Quem conhece o diretor canadense David Croneberg sabe que, anos atrás, ele podia ser chamado de “Cronembleargh”, devido à quantidade de cenas escatológicas presentes em seus filmes. Sua filmografia era repleta de filmes de terror ou de temática fantástica, sempre com cenas fortes, como pudemos ver em filmes como A Mosca, Videodrome ou Scanners.

Mas parece que, de uns anos pra cá, ele resolveu “amadurecer”: começou a fazer filmes mais “sérios”. Em 2005, ele nos apresentou o estranho Marcas da Violência. Digo estranho porque parece que infelizmente não consegue se identificar entre diferentes estilos: muito lento para um filme de ação, mas muito violento para um drama; muito careta pros fãs antigos, mas muito esquisito pro público mainstream.

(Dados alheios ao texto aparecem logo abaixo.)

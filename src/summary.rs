use incdriver::{DriverResults, SignConvention};

/// State of the sample at one output increment.
#[derive(Debug, Clone, Copy, PartialEq)]
pub struct StatePoint {
    /// Output row the values come from.
    pub row: usize,
    /// Time column `time(1)`.
    pub time: f64,
    /// Mean stress.
    pub p: f64,
    /// Deviatoric stress.
    pub q: f64,
    /// Volumetric strain.
    pub volumetric: f64,
    /// Deviatoric strain.
    pub deviatoric: f64,
}

/// Key numbers of a finished run, ready for reporting.
#[derive(Debug, Clone, PartialEq)]
pub struct RunSummary {
    /// Convention used for p and the volumetric strain.
    pub convention: SignConvention,
    /// Number of output increments.
    pub increments: usize,
    /// Names of the state variable columns.
    pub state_variables: Vec<String>,
    /// First output increment.
    pub first: Option<StatePoint>,
    /// Last output increment.
    pub last: Option<StatePoint>,
    /// Increment with the largest deviatoric stress.
    pub peak: Option<StatePoint>,
}

/// Reduce the results of a run to the values shown in the report.
#[must_use]
pub fn summarize(results: &DriverResults, convention: SignConvention) -> RunSummary {
    let p = results.mean_stress(convention);
    let q = results.deviatoric_stress();
    let volumetric = results.volumetric_strain(convention);
    let deviatoric = results.deviatoric_strain();
    let time = results.time().column(0);

    let point = |row: usize| StatePoint {
        row,
        time: time[row],
        p: p[row],
        q: q[row],
        volumetric: volumetric[row],
        deviatoric: deviatoric[row],
    };

    let increments = results.row_count();
    let peak = q
        .iter()
        .enumerate()
        .max_by(|(_, a), (_, b)| a.total_cmp(b))
        .map(|(row, _)| point(row));

    RunSummary {
        convention,
        increments,
        state_variables: results.state_variables().names.clone(),
        first: (increments > 0).then(|| point(0)),
        last: increments.checked_sub(1).map(point),
        peak,
    }
}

Agora, com Senhores do Crime, Cronemberg acertou a mão. Até teve um ator indicado ao Oscar de melhor ator – quer maior prova de maturidade?

Em Londres, nos dias atuais, Anna (Naomi Watts), uma enfermeira descendente de russos, procura a família de um bebê que nasceu de uma adolescente grávida e drogada que apareceu – e morreu – no hospital. E, sem reparar, começa a se infiltrar na máfia russa.

Viggo Mortensen, o Aragorn de O Senhor dos Anéis, encontra aqui com Nikolai o seu melhor momento como ator, tanto que foi indicado ao Oscar e comparado com Robert De Niro. Nikolai sempre se identifica como “apenas o chofer”, mas aos poucos vamos descobrindo mais sobre esse fascinante e misterioso personagem. Nikolai está quase sempre acompanhado de Kirill, o espalhafatoso filho do chefe, em mais uma magnífica interpretação, desta vez pelo francês Vincent Cassel (pra quem não sabe, marido de uma tal de Monica Bellucci…).

Cronemberg também mostra que ainda sabe usar a escatologia, em diversas cenas. Mas aqui, em vez de explorar temas fantásticos como em seus filmes de outrora, explora as delicadas relações entre diferentes pessoas e diferentes culturas.

O ritmo do filme e as cenas fortes podem desagradar alguns. Mas acredito que podemos colocar esse filme ao lado de Gêmeos – Mórbida Semelhança como os melhores filmes “sérios” de Cronemberg.